Access & Environment Report May 2018

Indigenous cultural heritage -As noted in previous reports, the education tab is being updated with info. Here is the latest brief outline on Indigenous cultural heritage. There will be a lot more conversations around this in the future. More info and downloads on the tab itself.

INDIGENOUS CULTURAL HERITAGE
With climbing and bouldering becoming more popular in the cities now – through the growth of climbing and bouldering gyms – it means that more people are heading out to the parks to try it outdoors. On rock. Needless to say, quality rock is of huge importance here.
Rock also plays a huge part in the history of the indigenous people. They used it for shelter. They held ceremonies on and under it and of it. And they told their stories on it. With so much indigenous history now gone, ensuring that what remains is conserved, is of the utmost importance.
And this is where the co-habitation of climbing/bouldering and indigenous cultural heritage can be a delicate and sensitive path that we must tread.
Maybe in years gone by, cultural heritage wasn’t so much of a priority when it came to people getting outdoors and pursuing their activities. But hopefully we know better now. And we know more. Awareness of cultural heritage has been something that, we at CliffCare, have been trying to encourage the climbing community to engage it. With Traditional Owners now in joint and co-management in a variety of parks, the conversation is one that is coming up more regularly.
There will be more discussions on this and hopefully many climbers come to the table to help us progress on workable solutions to use many of the same places whilst protecting the history of the indigenous people. On the Education tab, there are a variety of thoughts, articles and info downloads to start you thinking. A few words below from Gordon Poultney from the first Grampians Bouldering guidebook a number or years ago. Whilst it was written in relation to boulderers and the guidebook, the info is the same for climbing. Bracketed words have been added to the quote. Food for thought.
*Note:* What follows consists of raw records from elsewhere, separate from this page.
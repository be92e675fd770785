//! Table, JSON and CSV rendering for CLI results

use chrono::{DateTime, Utc};
use matchlog_storage::{MatchRecord, PlayerSnapshot, PlayerStats};
use serde::Serialize;
use std::io::Write;

use crate::cli::OutputFormat;
use crate::ingest::flush::FlushOutcome;
use crate::ingest::IngestReport;

/// Trait for types that can be displayed in table format
pub trait TableDisplay {
    fn headers() -> Vec<&'static str>;
    fn row(&self) -> Vec<String>;
}

fn short_id(id: &str) -> String {
    if id.len() > 12 {
        format!("{}...", &id[..12])
    } else {
        id.to_string()
    }
}

fn format_time(ts: DateTime<Utc>) -> String {
    ts.format("%Y-%m-%d %H:%M").to_string()
}

/// One leaderboard line
#[derive(Debug, Serialize)]
pub struct Ranked {
    pub rank: usize,
    #[serde(flatten)]
    pub stats: PlayerStats,
}

impl Ranked {
    pub fn from_board(board: Vec<PlayerStats>) -> Vec<Self> {
        board
            .into_iter()
            .enumerate()
            .map(|(i, stats)| Self { rank: i + 1, stats })
            .collect()
    }
}

impl TableDisplay for Ranked {
    fn headers() -> Vec<&'static str> {
        vec!["#", "PLAYER", "NAME", "RATING", "MATCHES", "K/D", "ADR", "HS%"]
    }

    fn row(&self) -> Vec<String> {
        let s = &self.stats;
        vec![
            self.rank.to_string(),
            s.player_id.clone(),
            s.display_name.clone(),
            format!("{:.1}", s.rating),
            s.matches_played.to_string(),
            format!("{:.2}", s.kd_ratio()),
            format!("{:.1}", s.adr()),
            format!("{:.0}", s.headshot_ratio() * 100.0),
        ]
    }
}

/// One archived snapshot of a player's history
#[derive(Debug, Serialize)]
pub struct HistoryEntry {
    pub match_id: String,
    pub recorded_at: DateTime<Utc>,
    #[serde(flatten)]
    pub stats: PlayerStats,
}

impl From<PlayerSnapshot> for HistoryEntry {
    fn from(snapshot: PlayerSnapshot) -> Self {
        Self {
            match_id: snapshot.match_id.to_string(),
            recorded_at: snapshot.recorded_at,
            stats: snapshot.stats,
        }
    }
}

impl TableDisplay for HistoryEntry {
    fn headers() -> Vec<&'static str> {
        vec!["MATCH", "ENDED", "RATING", "MATCHES", "KILLS", "DEATHS", "CLUTCHES"]
    }

    fn row(&self) -> Vec<String> {
        vec![
            short_id(&self.match_id),
            format_time(self.recorded_at),
            format!("{:.1}", self.stats.rating),
            self.stats.matches_played.to_string(),
            self.stats.kills.to_string(),
            self.stats.deaths.to_string(),
            self.stats.clutches_won.to_string(),
        ]
    }
}

#[derive(Debug, Serialize)]
pub struct MatchSummary {
    pub id: String,
    pub source: String,
    pub map: String,
    pub mode: String,
    pub score: String,
    pub rounds: u32,
    pub anomalies: u32,
    pub ended_at: DateTime<Utc>,
}

impl From<MatchRecord> for MatchSummary {
    fn from(record: MatchRecord) -> Self {
        Self {
            id: record.id.to_string(),
            source: record.source,
            map: record.map,
            mode: record.mode,
            score: format!("{}:{}", record.team1_score, record.team2_score),
            rounds: record.round_count,
            anomalies: record.anomaly_count,
            ended_at: record.ended_at,
        }
    }
}

impl TableDisplay for MatchSummary {
    fn headers() -> Vec<&'static str> {
        vec!["ID", "ENDED", "MAP", "SCORE", "ROUNDS", "ANOMALIES", "SOURCE"]
    }

    fn row(&self) -> Vec<String> {
        vec![
            short_id(&self.id),
            format_time(self.ended_at),
            self.map.clone(),
            self.score.clone(),
            self.rounds.to_string(),
            self.anomalies.to_string(),
            self.source.clone(),
        ]
    }
}

/// Outcome of one ingested match segment
#[derive(Debug, Serialize)]
pub struct IngestLine {
    pub match_id: String,
    pub map: String,
    pub rounds: u32,
    pub events: usize,
    pub anomalies: usize,
    pub status: String,
}

impl From<&IngestReport> for IngestLine {
    fn from(report: &IngestReport) -> Self {
        let status = match &report.flush {
            Ok(FlushOutcome::Persisted { players, .. }) => {
                format!("persisted ({} players)", players.len())
            }
            Ok(FlushOutcome::Duplicate { existing }) => format!("duplicate of {}", existing),
            Err(e) => format!("failed: {}", e),
        };

        Self {
            match_id: report.match_id.to_string(),
            map: report.map.clone(),
            rounds: report.round_count,
            events: report.event_count,
            anomalies: report.anomalies.len(),
            status,
        }
    }
}

impl TableDisplay for IngestLine {
    fn headers() -> Vec<&'static str> {
        vec!["MATCH", "MAP", "ROUNDS", "EVENTS", "ANOMALIES", "STATUS"]
    }

    fn row(&self) -> Vec<String> {
        vec![
            short_id(&self.match_id),
            self.map.clone(),
            self.rounds.to_string(),
            self.events.to_string(),
            self.anomalies.to_string(),
            self.status.clone(),
        ]
    }
}

/// Print items in the specified format
pub fn print_items<T>(items: &[T], format: OutputFormat)
where
    T: TableDisplay + Serialize,
{
    let stdout = std::io::stdout();
    if let Err(e) = write_items(&mut stdout.lock(), items, format) {
        eprintln!("Error writing output: {}", e);
    }
}

/// Render items in the specified format to any writer
pub fn write_items<W, T>(out: &mut W, items: &[T], format: OutputFormat) -> anyhow::Result<()>
where
    W: Write,
    T: TableDisplay + Serialize,
{
    match format {
        OutputFormat::Table => write_table(out, items),
        OutputFormat::Json => write_json(out, items),
        OutputFormat::Csv => write_csv(out, items),
    }
}

fn write_table<W: Write, T: TableDisplay>(out: &mut W, items: &[T]) -> anyhow::Result<()> {
    if items.is_empty() {
        return Ok(());
    }

    let headers = T::headers();
    let rows: Vec<Vec<String>> = items.iter().map(|i| i.row()).collect();

    let mut widths: Vec<usize> = headers.iter().map(|h| h.len()).collect();
    for row in &rows {
        for (i, cell) in row.iter().enumerate() {
            if i < widths.len() {
                widths[i] = widths[i].max(cell.chars().count());
            }
        }
    }

    let render = |cells: Vec<String>| -> String {
        cells
            .iter()
            .enumerate()
            .map(|(i, cell)| {
                let width = widths.get(i).copied().unwrap_or(0);
                format!("{:width$}", cell, width = width)
            })
            .collect::<Vec<_>>()
            .join("  ")
            .trim_end()
            .to_string()
    };

    writeln!(
        out,
        "{}",
        render(headers.iter().map(|h| h.to_string()).collect())
    )?;
    for row in rows {
        writeln!(out, "{}", render(row))?;
    }
    Ok(())
}

fn write_json<W: Write, T: Serialize>(out: &mut W, items: &[T]) -> anyhow::Result<()> {
    serde_json::to_writer_pretty(&mut *out, items)?;
    writeln!(out)?;
    Ok(())
}

fn write_csv<W: Write, T: TableDisplay>(out: &mut W, items: &[T]) -> anyhow::Result<()> {
    let mut writer = csv::Writer::from_writer(out);
    writer.write_record(T::headers())?;
    for item in items {
        writer.write_record(item.row())?;
    }
    writer.flush()?;
    Ok(())
}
Picture this. The city that you and your friends and family have lived in for hundreds of generations has just been taken over by other people. Very different people. Massacres, murder, rape and new diseases have decimated your kind to a fringe dwelling existence where once you were free. Your sports stadiums, war memorials, churches and art galleries have largely been destroyed or defaced beyond recognition… There’s no reason for us as boulderers (climbers) to add to this dispossession. Please don’t climb over or near rock art sites. Not only is it illegal but morally wrong to do so. It is culturally arrogant for us to pass ill informed judgement on the quality, merits and value of rock art sites.
No fires, particularly not in caves. If you’re cold put on more clothes or go home.
Wherever you go in the Grampians – if you know what to look for – you will find evidence of the Indigenous peoples who lived in the area, from rock art, tree scarring to the quarrying that you will see at nearly every crag in the Grampians. This heritage is extremely precious, and as boulderers (climbers) we have a particular responsibility to tread carefully because rock art often occurs in the kinds of places where we like to climb – overhanging caves. If you have even a suspicion there is rock art in a cave, don’t climb in it. There is plenty of rock, and no single boulder problem (or rock face/cave) is worth damaging rock art for, or risking our access to these areas.
https://cliffcare.org.au/about/education/indigenous-cultural-heritage/

IMG_1425

One of the many examples of rock art that occur in the Black Range. Some are not so noticeable as this one and are faded and often only seen once one is aware it is there.